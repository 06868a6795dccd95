//! Line-oriented terminal front end for the main screen.
//!
//! Stands in for the platform UI: it renders state snapshots as text,
//! turns typed commands into intents and acts on view events by printing
//! what would have been launched.

mod command;
mod render;

use std::io::{self, Write};
use std::sync::Arc;

use parking_lot::Mutex;
use anyhow::Context;
use tokio::io::{AsyncBufRead, AsyncBufReadExt};

use crate::platform::ACTION_SET_WALLPAPER;
use crate::shutdown::ShutdownHandle;
use crate::ui::main_screen::{MainIntent, MainViewEvent, MainViewModel};
use crate::ui::mvi::{AppViewEvent, EventCollector, ViewEventHandler};

pub use command::{parse_command, Command, CommandError, HELP};
pub use render::{describe_app_event, describe_launch, render_state, same_screen};

/// Output shared by the renderer and the event printer.
pub struct Console<W> {
    out: Arc<Mutex<W>>,
}

impl<W> Clone for Console<W> {
    fn clone(&self) -> Self {
        Self {
            out: Arc::clone(&self.out),
        }
    }
}

impl<W: Write> Console<W> {
    pub fn new(out: W) -> Self {
        Self {
            out: Arc::new(Mutex::new(out)),
        }
    }

    /// Write `text`, terminated by a newline.
    pub fn print(&self, text: &str) -> io::Result<()> {
        let mut out = self.out.lock();
        out.write_all(text.as_bytes())?;
        if !text.ends_with('\n') {
            out.write_all(b"\n")?;
        }
        out.flush()
    }

    pub fn with_output<T>(&self, f: impl FnOnce(&W) -> T) -> T {
        f(&self.out.lock())
    }
}

/// Prints view events in place of acting on them.
pub struct EventPrinter<W> {
    console: Console<W>,
}

impl<W: Write> EventPrinter<W> {
    pub fn new(console: Console<W>) -> Self {
        Self { console }
    }

    fn print(&self, line: &str) {
        if let Err(err) = self.console.print(line) {
            tracing::debug!(error = %err, "Failed to print view event");
        }
    }
}

impl<W: Write> ViewEventHandler<MainViewEvent> for EventPrinter<W> {
    fn on_app_event(&mut self, event: &AppViewEvent) {
        self.print(&describe_app_event(event));
    }

    fn on_view_event(&mut self, event: &MainViewEvent) {
        let line = match event {
            MainViewEvent::App(event) => describe_app_event(event),
            MainViewEvent::StartApp(descriptor) => {
                format!("> start {}", describe_launch(descriptor))
            }
            MainViewEvent::ShowAppInfo { package_name } => {
                format!("> app info {}", package_name)
            }
            MainViewEvent::OpenWallpaperPicker => {
                format!("> start {} (wallpaper picker)", ACTION_SET_WALLPAPER)
            }
        };
        self.print(&line);
    }
}

/// Drive `view_model` from `input` until EOF, `quit` or Ctrl-C.
///
/// Submits `Init` followed by `RefreshApps` on entry, the way a screen
/// being created and then shown would. A failed write to the console ends
/// the session with an error.
pub async fn run<R, W>(
    view_model: Arc<MainViewModel>,
    input: R,
    console: Console<W>,
) -> anyhow::Result<()>
where
    R: AsyncBufRead + Unpin,
    W: Write + Send + 'static,
{
    let shutdown = ShutdownHandle::new();
    // Subscribe before any intent goes in so no event is missed.
    let collector = EventCollector::new(view_model.subscribe_events());
    let events = tokio::spawn({
        let mut printer = EventPrinter::new(console.clone());
        let shutdown = shutdown.clone();
        async move { collector.run(&mut printer, shutdown).await }
    });

    let outcome = session(&view_model, input, &console).await;

    tracing::info!("Terminal session ending");
    shutdown.signal();
    view_model.shutdown();
    if let Err(err) = events.await {
        tracing::warn!(error = %err, "Event printer task failed");
    }
    outcome
}

async fn session<R, W>(
    view_model: &MainViewModel,
    input: R,
    console: &Console<W>,
) -> anyhow::Result<()>
where
    R: AsyncBufRead + Unpin,
    W: Write,
{
    let mut states = view_model.subscribe_state();
    let mut shown = states.borrow_and_update().clone();
    console
        .print(&render_state(&shown))
        .context("Failed to write to the console")?;

    view_model.emit(MainIntent::Init);
    view_model.emit(MainIntent::RefreshApps);

    let ctrl_c = tokio::signal::ctrl_c();
    tokio::pin!(ctrl_c);

    let mut lines = input.lines();
    loop {
        tokio::select! {
            line = lines.next_line() => match line {
                Ok(Some(line)) => {
                    let keep_going = handle_line(view_model, console, &line)
                        .context("Failed to write to the console")?;
                    if !keep_going {
                        return Ok(());
                    }
                }
                Ok(None) => return Ok(()),
                Err(err) => return Err(anyhow::Error::new(err).context("Failed to read input")),
            },
            changed = states.changed() => {
                if changed.is_err() {
                    return Ok(());
                }
                let next = states.borrow_and_update().clone();
                if !same_screen(&shown, &next) {
                    console
                        .print(&render_state(&next))
                        .context("Failed to write to the console")?;
                }
                shown = next;
            }
            _ = &mut ctrl_c => return Ok(()),
        }
    }
}

/// Apply one input line. Returns false when the session should end.
fn handle_line<W: Write>(
    view_model: &MainViewModel,
    console: &Console<W>,
    line: &str,
) -> io::Result<bool> {
    let command = match parse_command(line) {
        Ok(Some(command)) => command,
        Ok(None) => return Ok(true),
        Err(err) => {
            console.print(&format!("error: {}\n{}", err, HELP))?;
            return Ok(true);
        }
    };

    match command {
        Command::Intent(intent) => {
            if !view_model.emit(intent) {
                console.print("busy, input dropped")?;
            }
        }
        Command::Cancel => {
            if view_model.cancel_refresh() {
                console.print("refresh cancelled")?;
            } else {
                console.print("nothing to cancel")?;
            }
        }
        Command::Show => console.print(&render_state(&view_model.state()))?,
        Command::Help => console.print(HELP)?,
        Command::Quit => return Ok(false),
    }
    Ok(true)
}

* * * *

Show each line in the data where the string "signal" appears.

§ Result of the task:
    shutdown.signal();
    let ctrl_c = tokio::signal::ctrl_c();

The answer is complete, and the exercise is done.